◆ **ABOUT THIS TASK**
The lines needed are those below that contain the word "sales"; copy each one.

◆ **PROVIDED DATA**

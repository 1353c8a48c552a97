use actix::prelude::*;
use actix_web::{App, HttpServer};
use std::sync::Arc;
use tracing_subscriber::{fmt, prelude::*, EnvFilter};

use food_delivery::api;
use food_delivery::auth::{Passwords, TokenIssuer};
use food_delivery::config::{AppConfig, StorageBackend};
use food_delivery::health::{AlertThresholds, HealthIndicator, HealthMonitorActor, HttpDependencyHealth, StoreHealth};
use food_delivery::metrics::{Metrics, RequestInstrumentation};
use food_delivery::state::AppState;
use food_delivery::store::{MemoryStore, PgStore, Repositories};

#[actix::main]
async fn main() -> anyhow::Result<()> {
    let config = AppConfig::load()?;

    // Structured logging; RUST_LOG wins over `logging.filter`
    // Example: RUST_LOG=debug,sqlx=warn food-delivery
    tracing_subscriber::registry()
        .with(fmt::layer().with_target(true).with_thread_ids(true))
        .with(
            EnvFilter::try_from_default_env()
                .unwrap_or_else(|_| EnvFilter::new(&config.logging.filter)),
        )
        .init();

    tracing::info!(
        backend = ?config.storage.backend,
        port = config.server.port,
        "Starting food delivery backend"
    );

    // === 1. Storage ===
    let repos = match config.storage.backend {
        StorageBackend::Postgres => {
            let store = PgStore::connect(&config.storage).await?;
            store.migrate().await?;
            tracing::info!("Database migrations applied");
            Repositories::from_store(Arc::new(store))
        }
        StorageBackend::Memory => {
            tracing::warn!("Using the in-memory store; data is lost on restart");
            Repositories::from_store(Arc::new(MemoryStore::new()))
        }
    };

    // === 2. Metrics, passwords, tokens ===
    let metrics = Arc::new(Metrics::new()?);
    tracing::info!("📊 Metrics registry created with {} metrics", metrics.registry().gather().len());

    let passwords = Arc::new(Passwords::default());
    // Hash the timing dummy once now instead of during the first failed login
    let warm = passwords.clone();
    tokio::task::spawn_blocking(move || {
        warm.dummy_hash();
    })
    .await?;

    let tokens = Arc::new(TokenIssuer::new(
        &config.auth.jwt_secret,
        &config.auth.issuer,
        config.auth.token_ttl_secs,
    ));

    // === 3. Health monitor on its own arbiter ===
    let mut indicators: Vec<Arc<dyn HealthIndicator>> = vec![Arc::new(StoreHealth::new(
        repos.probe.clone(),
        config.monitor.probe_timeout(),
    ))];
    if let Some(url) = &config.downstream.url {
        indicators.push(Arc::new(HttpDependencyHealth::new(
            config.downstream.name.clone(),
            url.clone(),
            std::time::Duration::from_millis(config.downstream.timeout_ms),
            config.downstream.critical,
        )?));
    }

    let thresholds = AlertThresholds {
        server_errors: config.monitor.server_error_threshold,
        login_failures: config.monitor.login_failure_threshold,
        audit_failures: config.monitor.audit_failure_threshold,
    };
    let monitor_arbiter = Arbiter::new();
    let monitor = {
        let metrics = metrics.clone();
        let interval = config.monitor.interval();
        HealthMonitorActor::start_in_arbiter(&monitor_arbiter.handle(), move |_| {
            HealthMonitorActor::new(indicators, metrics, interval, thresholds)
        })
    };

    // === 4. Services ===
    let state = AppState::new(&repos, passwords, tokens, metrics.clone(), monitor);

    if let (Some(email), Some(password)) = (&config.auth.admin_email, &config.auth.admin_password) {
        if !state.auth.ensure_admin(email, password.clone()).await? {
            tracing::debug!(email = %email, "Bootstrap administrator already exists");
        }
    }

    // === 5. HTTP server ===
    let (host, port) = config.bind_address();
    tracing::info!(%host, port, "Listening");

    let mut server = HttpServer::new(move || {
        let state = state.clone();
        App::new()
            .wrap(RequestInstrumentation::new(state.metrics.clone()))
            .configure(|cfg| state.register(cfg))
            .configure(api::configure)
    })
    .bind((host.as_str(), port))?;
    if let Some(workers) = config.server.workers {
        server = server.workers(workers);
    }
    server.run().await?;

    tracing::info!("Server stopped, shutting down health monitor");
    monitor_arbiter.stop();

    Ok(())
}
use std::time::Duration;
use tokio::time::sleep;

// ============================================================================
// Exponential Backoff Retry Strategy
// ============================================================================
//
// Retries an async operation while its error is transient, doubling the delay
// between attempts up to `max_delay`. Permanent errors stop immediately.
//
// ============================================================================

#[derive(Clone, Debug)]
pub struct RetryConfig {
    /// Maximum number of attempts, the first one included
    pub max_attempts: u32,
    /// Initial delay before first retry
    pub initial_delay: Duration,
    /// Maximum delay between retries
    pub max_delay: Duration,
    /// Multiplier for exponential backoff
    pub multiplier: f64,
}

impl Default for RetryConfig {
    fn default() -> Self {
        Self {
            max_attempts: 3,
            initial_delay: Duration::from_millis(100),
            max_delay: Duration::from_secs(10),
            multiplier: 2.0,
        }
    }
}

impl RetryConfig {
    /// `retries` extra attempts after the first one
    pub fn with_retries(retries: u32) -> Self {
        Self {
            max_attempts: retries + 1,
            initial_delay: Duration::from_millis(500),
            max_delay: Duration::from_secs(15),
            ..Default::default()
        }
    }
}

/// Result of a retry operation
#[derive(Debug)]
pub enum RetryResult<T, E> {
    /// Operation succeeded
    Success(T),
    /// Operation failed after all retries
    Failed(E),
    /// Operation permanently failed (should not retry)
    PermanentFailure(E),
}

impl<T, E> RetryResult<T, E> {
    pub fn into_result(self) -> Result<T, E> {
        match self {
            RetryResult::Success(value) => Ok(value),
            RetryResult::Failed(error) | RetryResult::PermanentFailure(error) => Err(error),
        }
    }
}

/// Check if an error is transient (should retry) or permanent (should not retry)
pub trait IsTransient {
    fn is_transient(&self) -> bool;
}

impl IsTransient for sqlx::Error {
    fn is_transient(&self) -> bool {
        matches!(
            self,
            sqlx::Error::Io(_) | sqlx::Error::PoolTimedOut | sqlx::Error::Tls(_) | sqlx::Error::Protocol(_)
        )
    }
}

/// Retry with transient error checking
pub async fn retry_on_transient<F, Fut, T, E>(
    config: RetryConfig,
    mut operation: F,
) -> RetryResult<T, E>
where
    F: FnMut(u32) -> Fut,
    Fut: std::future::Future<Output = Result<T, E>>,
    E: std::fmt::Display + IsTransient,
{
    let mut attempt = 0;
    let mut delay = config.initial_delay;

    loop {
        attempt += 1;

        match operation(attempt).await {
            Ok(result) => {
                if attempt > 1 {
                    tracing::info!(
                        attempt = attempt,
                        "Operation succeeded after retry"
                    );
                }
                return RetryResult::Success(result);
            }
            Err(error) => {
                if !error.is_transient() {
                    tracing::error!(
                        error = %error,
                        "Permanent failure detected, not retrying"
                    );
                    return RetryResult::PermanentFailure(error);
                }

                if attempt >= config.max_attempts {
                    tracing::error!(
                        attempt = attempt,
                        error = %error,
                        "Operation failed after all retries"
                    );
                    return RetryResult::Failed(error);
                }

                tracing::warn!(
                    attempt = attempt,
                    error = %error,
                    delay_ms = delay.as_millis() as u64,
                    "Transient failure, retrying after delay"
                );

                sleep(delay).await;

                delay = Duration::from_millis(
                    ((delay.as_millis() as f64) * config.multiplier) as u64
                );
                delay = delay.min(config.max_delay);
            }
        }
    }
}
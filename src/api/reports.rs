use actix_web::{web, HttpResponse};

use crate::auth::Principal;
use crate::error::AppResult;
use crate::service::ReportQuery;
use crate::state::AppState;

/// `?restaurantId=&from=&to=` on every report, `&limit=` on top products.
/// `from`/`to` are RFC 3339 timestamps.
pub fn routes(cfg: &mut web::ServiceConfig) {
    cfg.route("/reports/sales", web::get().to(sales))
        .route("/reports/orders-by-status", web::get().to(orders_by_status))
        .route("/reports/top-products", web::get().to(top_products));
}

async fn sales(
    state: web::Data<AppState>,
    principal: Principal,
    query: web::Query<ReportQuery>,
) -> AppResult<HttpResponse> {
    let summary = state.reports.sales(&principal, query.into_inner()).await?;
    Ok(HttpResponse::Ok().json(summary))
}

async fn orders_by_status(
    state: web::Data<AppState>,
    principal: Principal,
    query: web::Query<ReportQuery>,
) -> AppResult<HttpResponse> {
    let counts = state.reports.orders_by_status(&principal, query.into_inner()).await?;
    Ok(HttpResponse::Ok().json(counts))
}

async fn top_products(
    state: web::Data<AppState>,
    principal: Principal,
    query: web::Query<ReportQuery>,
) -> AppResult<HttpResponse> {
    let products = state.reports.top_products(&principal, query.into_inner()).await?;
    Ok(HttpResponse::Ok().json(products))
}
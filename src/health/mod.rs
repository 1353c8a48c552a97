mod indicators;
mod monitor;

use std::collections::BTreeMap;

use async_trait::async_trait;
use chrono::{DateTime, Utc};
use serde::Serialize;

pub use indicators::{HttpDependencyHealth, StoreHealth};
pub use monitor::{
    AlertThresholds, GetSystemHealth, HealthMonitorActor, RunChecks, SystemHealth, UpdateHealth,
};

// ============================================================================
// Health Check Abstractions
// ============================================================================
//
// Indicators probe one dependency each. The monitor actor polls them on an
// interval and keeps the latest `ComponentHealth` per component, which the
// /health endpoint reports.
//
// ============================================================================

/// Health status of a component
#[derive(Debug, Clone, PartialEq)]
pub enum HealthStatus {
    Healthy,
    Degraded(String),
    Unhealthy(String),
}

impl HealthStatus {
    pub fn is_healthy(&self) -> bool {
        matches!(self, HealthStatus::Healthy)
    }

    pub fn is_unhealthy(&self) -> bool {
        matches!(self, HealthStatus::Unhealthy(_))
    }

    /// Wire label: UP, DEGRADED or DOWN
    pub fn label(&self) -> &'static str {
        match self {
            HealthStatus::Healthy => "UP",
            HealthStatus::Degraded(_) => "DEGRADED",
            HealthStatus::Unhealthy(_) => "DOWN",
        }
    }

    /// Value for the `component_health` gauge (0=Down, 1=Degraded, 2=Up)
    pub fn gauge_level(&self) -> i64 {
        match self {
            HealthStatus::Healthy => 2,
            HealthStatus::Degraded(_) => 1,
            HealthStatus::Unhealthy(_) => 0,
        }
    }

    pub fn reason(&self) -> Option<&str> {
        match self {
            HealthStatus::Healthy => None,
            HealthStatus::Degraded(reason) | HealthStatus::Unhealthy(reason) => Some(reason),
        }
    }
}

/// Health information for a component
#[derive(Debug, Clone)]
pub struct ComponentHealth {
    pub name: String,
    pub status: HealthStatus,
    pub last_check: DateTime<Utc>,
    pub details: Option<String>,
}

impl ComponentHealth {
    pub fn new(name: impl Into<String>, status: HealthStatus) -> Self {
        Self {
            name: name.into(),
            status,
            last_check: Utc::now(),
            details: None,
        }
    }

    pub fn with_details(mut self, details: impl Into<String>) -> Self {
        self.details = Some(details.into());
        self
    }
}

/// One dependency the service needs, checked periodically
#[async_trait]
pub trait HealthIndicator: Send + Sync {
    fn name(&self) -> &str;

    async fn check(&self) -> ComponentHealth;
}

// ============================================================================
// Health Report (GET /health body)
// ============================================================================

#[derive(Debug, Serialize)]
#[serde(rename_all = "camelCase")]
pub struct ComponentReport {
    pub status: &'static str,
    #[serde(skip_serializing_if = "Option::is_none")]
    pub reason: Option<String>,
    #[serde(skip_serializing_if = "Option::is_none")]
    pub details: Option<String>,
    pub last_check: DateTime<Utc>,
}

#[derive(Debug, Serialize)]
#[serde(rename_all = "camelCase")]
pub struct HealthReport {
    pub status: &'static str,
    pub components: BTreeMap<String, ComponentReport>,
    pub check_time: DateTime<Utc>,
}

impl From<&SystemHealth> for HealthReport {
    fn from(health: &SystemHealth) -> Self {
        let components = health
            .components
            .iter()
            .map(|(name, component)| {
                (
                    name.clone(),
                    ComponentReport {
                        status: component.status.label(),
                        reason: component.status.reason().map(str::to_string),
                        details: component.details.clone(),
                        last_check: component.last_check,
                    },
                )
            })
            .collect();

        Self {
            status: health.overall_status.label(),
            components,
            check_time: health.check_time,
        }
    }
}
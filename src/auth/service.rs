use std::sync::Arc;

use chrono::{DateTime, Utc};
use serde::{Deserialize, Serialize};
use uuid::Uuid;
use validator::Validate;

use super::password::Passwords;
use super::policy;
use super::principal::Principal;
use super::token::{IssuedToken, TokenIssuer};
use crate::audit::{AuditEntry, AuditLog};
use crate::domain::customer::{Address, Customer, Email};
use crate::domain::user::{Role, UserAccount};
use crate::error::{AppError, AppResult, FieldError};
use crate::metrics::Metrics;
use crate::store::{CustomerRepository, UserRepository};

// ============================================================================
// Auth Service - registration, staff accounts and login
// ============================================================================

#[derive(Debug, Clone, Deserialize, Validate)]
#[serde(rename_all = "camelCase")]
pub struct RegisterCustomer {
    #[validate(length(min = 1, max = 100, message = "name is required"))]
    pub name: String,
    #[validate(email(message = "must be a valid email"))]
    pub email: String,
    #[validate(length(min = 8, max = 128, message = "must have between 8 and 128 characters"))]
    pub password: String,
    #[validate(length(max = 30, message = "phone is too long"))]
    pub phone: Option<String>,
    #[validate(nested)]
    pub address: Option<Address>,
}

#[derive(Debug, Clone, Deserialize, Validate)]
#[serde(rename_all = "camelCase")]
pub struct NewStaffAccount {
    #[validate(email(message = "must be a valid email"))]
    pub email: String,
    #[validate(length(min = 8, max = 128, message = "must have between 8 and 128 characters"))]
    pub password: String,
    pub role: Role,
}

#[derive(Debug, Clone, Deserialize, Validate)]
pub struct LoginRequest {
    #[validate(length(min = 1, message = "email is required"))]
    pub email: String,
    #[validate(length(min = 1, message = "password is required"))]
    pub password: String,
}

/// Account as shown to clients; never carries the hash
#[derive(Debug, Clone, Serialize)]
#[serde(rename_all = "camelCase")]
pub struct AccountView {
    pub id: Uuid,
    pub email: Email,
    pub role: Role,
    pub active: bool,
    pub created_at: DateTime<Utc>,
}

impl From<&UserAccount> for AccountView {
    fn from(user: &UserAccount) -> Self {
        Self {
            id: user.id,
            email: user.email.clone(),
            role: user.role,
            active: user.active,
            created_at: user.created_at,
        }
    }
}

#[derive(Debug, Clone, Serialize)]
#[serde(rename_all = "camelCase")]
pub struct LoginResponse {
    #[serde(flatten)]
    pub token: IssuedToken,
    pub user: Principal,
}

pub struct AuthService {
    users: Arc<dyn UserRepository>,
    customers: Arc<dyn CustomerRepository>,
    passwords: Arc<Passwords>,
    tokens: Arc<TokenIssuer>,
    audit: AuditLog,
    metrics: Arc<Metrics>,
}

fn parse_email(raw: &str) -> AppResult<Email> {
    Email::parse(raw).map_err(|message| AppError::Validation {
        message: "Request validation failed".to_string(),
        details: vec![FieldError {
            field: "email".to_string(),
            message,
        }],
    })
}

impl AuthService {
    pub fn new(
        users: Arc<dyn UserRepository>,
        customers: Arc<dyn CustomerRepository>,
        passwords: Arc<Passwords>,
        tokens: Arc<TokenIssuer>,
        audit: AuditLog,
        metrics: Arc<Metrics>,
    ) -> Self {
        Self {
            users,
            customers,
            passwords,
            tokens,
            audit,
            metrics,
        }
    }

    // Argon2 runs on the blocking pool
    async fn hash(&self, password: String) -> AppResult<String> {
        let passwords = self.passwords.clone();
        let hash = tokio::task::spawn_blocking(move || passwords.hash(&password))
            .await
            .map_err(anyhow::Error::from)??;
        Ok(hash)
    }

    async fn verify(&self, password: String, hash: String) -> AppResult<bool> {
        let passwords = self.passwords.clone();
        let verified = tokio::task::spawn_blocking(move || passwords.verify(&password, &hash))
            .await
            .map_err(anyhow::Error::from)?;
        Ok(verified)
    }

    /// Public sign-up: one CUSTOMER account plus its profile, or nothing
    pub async fn register(&self, request: RegisterCustomer) -> AppResult<Customer> {
        request.validate()?;
        let email = parse_email(&request.email)?;

        let password_hash = self.hash(request.password).await?;
        let account = UserAccount::new(email.clone(), password_hash, Role::Customer);
        let customer = Customer::new(account.id, request.name, email, request.phone, request.address);

        self.customers.insert_customer(&account, &customer).await?;

        tracing::info!(user_id = %account.id, "Customer registered");
        self.audit
            .record(
                AuditEntry::new("CustomerRegistered", "Customer")
                    .entity(customer.id)
                    .details(serde_json::json!({ "email": customer.email })),
            )
            .await;

        Ok(customer)
    }

    /// Admin-only creation of RESTAURANT_OWNER, COURIER and ADMIN accounts
    pub async fn create_staff(&self, principal: &Principal, request: NewStaffAccount) -> AppResult<AccountView> {
        policy::require_admin(principal)?;
        request.validate()?;

        match request.role {
            Role::RestaurantOwner | Role::Courier | Role::Admin => {}
            Role::Customer => {
                return Err(AppError::validation(
                    "Customer accounts are created through registration",
                ))
            }
        }

        let email = parse_email(&request.email)?;
        let password_hash = self.hash(request.password).await?;
        let account = UserAccount::new(email, password_hash, request.role);
        self.users.insert_user(&account).await?;

        self.audit
            .record(
                AuditEntry::new("StaffAccountCreated", "User")
                    .entity(account.id)
                    .by(principal)
                    .details(serde_json::json!({ "role": account.role })),
            )
            .await;

        Ok(AccountView::from(&account))
    }

    /// Startup bootstrap of the first administrator. Returns false when the
    /// email is already registered, whatever its role.
    pub async fn ensure_admin(&self, email: &str, password: String) -> AppResult<bool> {
        let email = parse_email(email)?;
        if self.users.find_user_by_email(&email).await?.is_some() {
            return Ok(false);
        }

        let password_hash = self.hash(password).await?;
        let account = UserAccount::new(email, password_hash, Role::Admin);
        self.users.insert_user(&account).await?;

        tracing::info!(user_id = %account.id, "Bootstrap administrator created");
        self.audit
            .record(
                AuditEntry::new("AdminBootstrapped", "User")
                    .entity(account.id)
                    .details(serde_json::json!({ "email": account.email })),
            )
            .await;
        Ok(true)
    }

    /// Unknown email, wrong password and inactive account fail identically
    pub async fn login(&self, request: LoginRequest) -> AppResult<LoginResponse> {
        request.validate()?;

        let account = match Email::parse(&request.email) {
            Ok(email) => self.users.find_user_by_email(&email).await?,
            Err(_) => None,
        };

        let hash = match &account {
            Some(user) => user.password_hash.clone(),
            None => self.passwords.dummy_hash().to_string(),
        };
        let verified = self.verify(request.password, hash).await?;

        match account {
            Some(user) if verified && user.active => {
                let token = self.tokens.issue(&user)?;
                self.metrics.record_login(true);
                self.audit
                    .record(
                        AuditEntry::new("LoginSucceeded", "User")
                            .entity(user.id)
                            .details(serde_json::json!({ "role": user.role })),
                    )
                    .await;

                Ok(LoginResponse {
                    token,
                    user: Principal {
                        user_id: user.id,
                        email: user.email.to_string(),
                        role: user.role,
                    },
                })
            }
            _ => {
                self.metrics.record_login(false);
                tracing::warn!("Login failed");
                self.audit
                    .record(
                        AuditEntry::new("LoginFailed", "User")
                            .details(serde_json::json!({ "email": request.email.trim().to_lowercase() })),
                    )
                    .await;
                Err(AppError::InvalidCredentials)
            }
        }
    }
}

#[cfg(test)]
mod tests {
    use super::*;
    use crate::store::{MemoryStore, Repositories};

    fn service() -> (AuthService, Arc<MemoryStore>, Arc<Metrics>) {
        let store = Arc::new(MemoryStore::new());
        let repos = Repositories::from_store(store.clone());
        let metrics = Arc::new(Metrics::new().unwrap());
        let service = AuthService::new(
            repos.users.clone(),
            repos.customers.clone(),
            Arc::new(Passwords::fast()),
            Arc::new(TokenIssuer::new("0123456789abcdef0123456789abcdef", "food-delivery", 3600)),
            AuditLog::new(repos.audit.clone(), metrics.clone()),
            metrics.clone(),
        );
        (service, store, metrics)
    }

    fn registration(email: &str) -> RegisterCustomer {
        RegisterCustomer {
            name: "Maria Silva".to_string(),
            email: email.to_string(),
            password: "correct-horse".to_string(),
            phone: None,
            address: None,
        }
    }

    fn login(email: &str, password: &str) -> LoginRequest {
        LoginRequest {
            email: email.to_string(),
            password: password.to_string(),
        }
    }

    fn admin() -> Principal {
        Principal {
            user_id: Uuid::new_v4(),
            email: "admin@example.com".to_string(),
            role: Role::Admin,
        }
    }

    #[tokio::test]
    async fn test_register_then_login() {
        let (service, _, metrics) = service();
        let customer = service.register(registration("maria@example.com")).await.unwrap();

        let response = service.login(login("MARIA@example.com", "correct-horse")).await.unwrap();
        assert_eq!(response.user.user_id, customer.id);
        assert_eq!(response.user.role, Role::Customer);
        assert_eq!(response.token.token_type, "Bearer");
        assert_eq!(metrics.login_attempts_total.with_label_values(&["success"]).get(), 1);
    }

    #[tokio::test]
    async fn test_duplicate_registration_creates_nothing() {
        let (service, store, _) = service();
        service.register(registration("dup@example.com")).await.unwrap();

        let err = service.register(registration("Dup@Example.com")).await.unwrap_err();
        assert_eq!(err.error_code(), "DUPLICATE_RESOURCE");

        let page = crate::store::CustomerRepository::list_customers(store.as_ref(), Default::default())
            .await
            .unwrap();
        assert_eq!(page.total_elements, 1);
    }

    #[tokio::test]
    async fn test_login_failures_are_indistinguishable() {
        let (service, store, metrics) = service();
        let customer = service.register(registration("ana@example.com")).await.unwrap();

        let wrong_password = service.login(login("ana@example.com", "nope-nope")).await.unwrap_err();
        let unknown_email = service.login(login("ghost@example.com", "nope-nope")).await.unwrap_err();

        crate::store::UserRepository::set_user_active(store.as_ref(), customer.id, false)
            .await
            .unwrap();
        let inactive = service.login(login("ana@example.com", "correct-horse")).await.unwrap_err();

        for err in [&wrong_password, &unknown_email, &inactive] {
            assert!(matches!(err, AppError::InvalidCredentials));
            assert_eq!(err.to_string(), "Invalid credentials");
        }
        assert_eq!(metrics.login_failures(), 3);
    }

    #[tokio::test]
    async fn test_bootstrap_admin_is_created_once() {
        let (service, _, _) = service();
        assert!(service.ensure_admin("root@example.com", "bootstrap-pass".to_string()).await.unwrap());
        assert!(!service.ensure_admin("ROOT@example.com", "other-pass-1".to_string()).await.unwrap());

        let response = service.login(login("root@example.com", "bootstrap-pass")).await.unwrap();
        assert_eq!(response.user.role, Role::Admin);
    }

    #[tokio::test]
    async fn test_staff_accounts_require_admin_and_staff_role() {
        let (service, _, _) = service();
        let request = NewStaffAccount {
            email: "courier@example.com".to_string(),
            password: "fast-bike-123".to_string(),
            role: Role::Courier,
        };

        let customer = Principal { role: Role::Customer, ..admin() };
        assert!(matches!(
            service.create_staff(&customer, request.clone()).await,
            Err(AppError::AccessDenied(_))
        ));

        let created = service.create_staff(&admin(), request).await.unwrap();
        assert_eq!(created.role, Role::Courier);

        let customer_role = NewStaffAccount {
            email: "c@example.com".to_string(),
            password: "long-enough".to_string(),
            role: Role::Customer,
        };
        assert!(matches!(
            service.create_staff(&admin(), customer_role).await,
            Err(AppError::Validation { .. })
        ));
    }
}
//! Host link abstractions
//!
//! The link is a point-to-point byte stream to the host (USB CDC-ACM on the
//! Pico). Connection status is owned by the transport and only polled here.

/// Errors reported by a serial link
#[derive(Debug, Clone, Copy, PartialEq, Eq)]
#[cfg_attr(feature = "defmt", derive(defmt::Format))]
pub enum LinkError {
    /// Host went away mid-transfer
    Disconnected,
    /// Transport returned more data than fits in its buffer
    BufferOverflow,
}

/// Connection status of a link
pub trait LinkStatus {
    /// Whether the host side currently has the link open
    fn is_connected(&self) -> bool;
}

/// Bidirectional host byte stream
///
/// Reads return whatever is available in one transfer, up to `buf.len()`.
/// A short (or empty) read is not an error.
#[allow(async_fn_in_trait)]
pub trait SerialLink: LinkStatus {
    /// Read up to `buf.len()` bytes, waiting until at least one transfer
    /// completes
    ///
    /// Returns the number of bytes written into `buf`.
    async fn read(&mut self, buf: &mut [u8]) -> Result<usize, LinkError>;

    /// Write all of `data` to the host
    async fn write_all(&mut self, data: &[u8]) -> Result<(), LinkError>;
}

◆ **TASK ANSWER**
    cfg.route("/reports/sales", web::get().to(sales))
async fn sales(
    let summary = state.reports.sales(&principal, query.into_inner()).await?;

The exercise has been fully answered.